MNIST using Distributed Keras

Joeri Hermans (Technical Student, IT-DB-SAS, CERN)
Departement of Knowledge Engineering
Maastricht University, The Netherlands



In [ ]:

    
!(date +%d\ %B\ %G)

In this notebook we will show you how to process the MNIST dataset using Distributed Keras. As in the workflow notebook, we will guide you through the complete machine learning pipeline.

Preparation

To get started, we first load all the required imports. Please make sure you installed dist-keras, and seaborn. Furthermore, we assume that you have access to an installation which provides Apache Spark.

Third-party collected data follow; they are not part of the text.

//! Command-line tool for checking a Blackbird matrix before adding it.
//!
//! Usage:
//!   cargo run --bin blackbird-probe -- add 10.0.0.50 --input-name 1="Apple TV"
//!   cargo run --bin blackbird-probe -- status 10.0.0.50
//!   cargo run --bin blackbird-probe -- power 10.0.0.50 off
//!   cargo run --bin blackbird-probe -- route 10.0.0.50 --output 2 --input 5

use blackbird_bridge::device_info::{DEFAULT_PORT, MAX_INPUTS, MAX_OUTPUTS};
use blackbird_bridge::entities::{ActionOutcome, InputSelect, PowerSwitch};
use blackbird_bridge::integration::ConfigFlow;
use blackbird_bridge::matrix::MatrixController;
use blackbird_bridge::naming::NameMap;
use blackbird_bridge::transport::TcpConnector;
use clap::{Parser, Subcommand, ValueEnum};
use std::collections::BTreeMap;
use std::sync::Arc;
use std::time::Duration;

#[derive(Parser)]
#[command(name = "blackbird-probe")]
#[command(about = "Probe a Monoprice Blackbird matrix and build its config entry")]
struct Cli {
    /// Per-command timeout in seconds
    #[arg(long, env = "BLACKBIRD_TIMEOUT", default_value_t = 10)]
    timeout: u64,

    #[command(subcommand)]
    command: Commands,
}

#[derive(Subcommand)]
enum Commands {
    /// Validate a matrix and print the config entry for it as JSON
    Add {
        host: String,

        #[arg(long, default_value_t = DEFAULT_PORT)]
        port: u16,

        /// Input display name, e.g. `--input-name 1="Apple TV"`
        #[arg(long = "input-name", value_parser = parse_input_name)]
        input_names: Vec<(u8, String)>,

        /// Output display name, e.g. `--output-name 2=Projector`
        #[arg(long = "output-name", value_parser = parse_output_name)]
        output_names: Vec<(u8, String)>,
    },
    /// Print power and routing of a matrix as JSON
    Status {
        host: String,

        #[arg(long, default_value_t = DEFAULT_PORT)]
        port: u16,
    },
    /// Switch a matrix on or off
    Power {
        host: String,

        #[arg(value_enum)]
        state: PowerState,

        #[arg(long, default_value_t = DEFAULT_PORT)]
        port: u16,
    },
    /// Show an input on an output
    Route {
        host: String,

        #[arg(long, value_parser = clap::value_parser!(u8).range(1..=MAX_OUTPUTS as i64))]
        output: u8,

        #[arg(long, value_parser = clap::value_parser!(u8).range(1..=MAX_INPUTS as i64))]
        input: u8,

        #[arg(long, default_value_t = DEFAULT_PORT)]
        port: u16,
    },
}

#[derive(Debug, Clone, Copy, PartialEq, Eq, ValueEnum)]
enum PowerState {
    On,
    Off,
}

fn parse_input_name(arg: &str) -> Result<(u8, String), String> {
    parse_name(arg, MAX_INPUTS)
}

fn parse_output_name(arg: &str) -> Result<(u8, String), String> {
    parse_name(arg, MAX_OUTPUTS)
}

/// `N=NAME` with `N` in 1..=max.
fn parse_name(arg: &str, max: u8) -> Result<(u8, String), String> {
    let (number, name) = arg
        .split_once('=')
        .ok_or_else(|| format!("expected N=NAME, got {:?}", arg))?;
    let number: u8 = number
        .trim()
        .parse()
        .map_err(|_| format!("{:?} is not a number", number))?;
    if !(1..=max).contains(&number) {
        return Err(format!("{} is outside 1..={}", number, max));
    }
    Ok((number, name.to_string()))
}

/// Print `done` on success, otherwise exit with status 1.
fn report(outcome: ActionOutcome, done: &str) {
    match outcome {
        ActionOutcome::Applied => println!("{}", done),
        ActionOutcome::Unavailable | ActionOutcome::Ignored => {
            eprintln!("Error: the matrix did not accept the command");
            std::process::exit(1);
        }
    }
}

#[tokio::main]
async fn main() -> Result<(), Box<dyn std::error::Error>> {
    let cli = Cli::parse();
    let timeout = Duration::from_secs(cli.timeout.max(1));
    let connector = TcpConnector::new();

    match cli.command {
        Commands::Add {
            host,
            port,
            input_names,
            output_names,
        } => {
            println!("Probing {}:{}...", host, port);
            let mut flow = ConfigFlow::new(&connector, timeout, Vec::new());
            let device = match flow.step_user(&host, port).await {
                Ok(device) => device,
                Err(e) => {
                    eprintln!("Error ({}): {}", e.form_key(), e);
                    std::process::exit(1);
                }
            };
            println!("Found {}", device.model);

            let inputs: BTreeMap<u8, String> = input_names.into_iter().collect();
            let outputs: BTreeMap<u8, String> = output_names.into_iter().collect();
            let entry = flow.step_names(device, &inputs, &outputs);
            println!("{}", serde_json::to_string_pretty(&entry)?);
        }
        Commands::Status { host, port } => {
            let controller = MatrixController::connect(&connector, &host, port, timeout).await?;
            let snapshot = controller.query_state().await;
            controller.disconnect().await;
            println!("{}", serde_json::to_string_pretty(&snapshot?)?);
        }
        Commands::Power { host, state, port } => {
            let controller =
                Arc::new(MatrixController::connect(&connector, &host, port, timeout).await?);
            let switch = PowerSwitch::new(controller.clone());
            let outcome = match state {
                PowerState::On => switch.turn_on().await,
                PowerState::Off => switch.turn_off().await,
            };
            controller.disconnect().await;
            report(outcome, &format!("{} powered {:?}", host, state));
        }
        Commands::Route {
            host,
            output,
            input,
            port,
        } => {
            let controller =
                Arc::new(MatrixController::connect(&connector, &host, port, timeout).await?);
            let names = Arc::new(NameMap::default());
            let select = InputSelect::new(controller.clone(), output, names.clone());
            let outcome = select.select(&names.input_name(input)).await;
            controller.disconnect().await;
            report(
                outcome,
                &format!("{} output {} shows input {}", host, output, input),
            );
        }
    }

    Ok(())
}

#[cfg(test)]
mod tests {
    use super::*;

    #[test]
    fn test_parse_name() {
        assert_eq!(
            parse_input_name("1=Apple TV"),
            Ok((1, "Apple TV".to_string()))
        );
        assert_eq!(parse_output_name(" 8 =x=y"), Ok((8, "x=y".to_string())));
        assert!(parse_input_name("9=Nope").is_err());
        assert!(parse_input_name("Apple TV").is_err());
        assert!(parse_input_name("one=Apple TV").is_err());
    }

    #[test]
    fn test_cli_parses_repeated_names() {
        let cli = Cli::try_parse_from([
            "blackbird-probe",
            "add",
            "10.0.0.50",
            "--input-name",
            "1=Apple TV",
            "--input-name",
            "2=Xbox",
            "--output-name",
            "3=Projector",
        ])
        .unwrap();
        match cli.command {
            Commands::Add {
                host,
                port,
                input_names,
                output_names,
            } => {
                assert_eq!(host, "10.0.0.50");
                assert_eq!(port, 4001);
                assert_eq!(input_names.len(), 2);
                assert_eq!(output_names, vec![(3, "Projector".to_string())]);
            }
            _ => panic!("expected add"),
        }
    }

    #[test]
    fn test_cli_parses_actions() {
        let cli = Cli::try_parse_from(["blackbird-probe", "power", "10.0.0.50", "off"]).unwrap();
        assert!(matches!(
            cli.command,
            Commands::Power {
                state: PowerState::Off,
                ..
            }
        ));

        let cli = Cli::try_parse_from([
            "blackbird-probe",
            "route",
            "10.0.0.50",
            "--output",
            "2",
            "--input",
            "5",
        ])
        .unwrap();
        assert!(matches!(
            cli.command,
            Commands::Route {
                output: 2,
                input: 5,
                ..
            }
        ));

        assert!(
            Cli::try_parse_from(["blackbird-probe", "route", "h", "--output", "9", "--input", "1"])
                .is_err()
        );
    }
}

Before you start this notebook, place the MNIST dataset (which is provided in this repository) on HDFS. Or in the case HDFS is not available, place it on the local filesystem. But make sure the path to the file is identical for all computing nodes.



In [ ]:

    
%matplotlib inline

import numpy as np

import seaborn as sns

from keras.optimizers import *
from keras.models import Sequential
from keras.layers.core import *
from keras.layers.convolutional import *

from pyspark import SparkContext
from pyspark import SparkConf

from matplotlib import pyplot as plt
import matplotlib.patches as mpatches

from pyspark.ml.feature import StandardScaler
from pyspark.ml.feature import VectorAssembler
from pyspark.ml.feature import OneHotEncoder
from pyspark.ml.feature import MinMaxScaler
from pyspark.ml.feature import StringIndexer
from pyspark.ml.evaluation import MulticlassClassificationEvaluator

from distkeras.trainers import *
from distkeras.predictors import *
from distkeras.transformers import *
from distkeras.evaluators import *
from distkeras.utils import *

In the following cell, adapt the parameters to fit your personal requirements.



In [ ]:

    
# Modify these variables according to your needs.
application_name = "Distributed Keras MNIST Notebook"
using_spark_2 = False
local = False
path_train = "data/mnist_train.csv"
path_test = "data/mnist_test.csv"
if local:
    # Tell master to use local resources.
    master = "local[*]"
    num_processes = 3
    num_executors = 1
else:
    # Tell master to use YARN.
    master = "yarn-client"
    num_executors = 20
    num_processes = 1



In [ ]:

    
# This variable is derived from the number of cores and executors, and will be used to assign the number of model trainers.
num_workers = num_executors * num_processes

print("Number of desired executors: " + `num_executors`)
print("Number of desired processes / executor: " + `num_processes`)
print("Total number of workers: " + `num_workers`)



In [ ]:

    
import os

# Use the DataBricks CSV reader, this has some nice functionality regarding invalid values.
os.environ['PYSPARK_SUBMIT_ARGS'] = '--packages com.databricks:spark-csv_2.10:1.4.0 pyspark-shell'



In [ ]:

    
conf = SparkConf()
conf.set("spark.app.name", application_name)
conf.set("spark.master", master)
conf.set("spark.executor.cores", `num_processes`)
conf.set("spark.executor.instances", `num_executors`)
conf.set("spark.executor.memory", "4g")
conf.set("spark.locality.wait", "0")
conf.set("spark.serializer", "org.apache.spark.serializer.KryoSerializer");

# Check if the user is running Spark 2.0 +
if using_spark_2:
    sc = SparkSession.builder.config(conf=conf) \
            .appName(application_name) \
            .getOrCreate()
else:
    # Create the Spark context.
    sc = SparkContext(conf=conf)
    # Add the missing imports
    from pyspark import SQLContext
    sqlContext = SQLContext(sc)



In [ ]:

    
# Check if we are using Spark 2.0
if using_spark_2:
    reader = sc
else:
    reader = sqlContext
# Read the training dataset.
raw_dataset_train = reader.read.format('com.databricks.spark.csv') \
                          .options(header='true', inferSchema='true') \
                          .load(path_train)
# Read the testing dataset.
raw_dataset_test = reader.read.format('com.databricks.spark.csv') \
                         .options(header='true', inferSchema='true') \
                         .load(path_test)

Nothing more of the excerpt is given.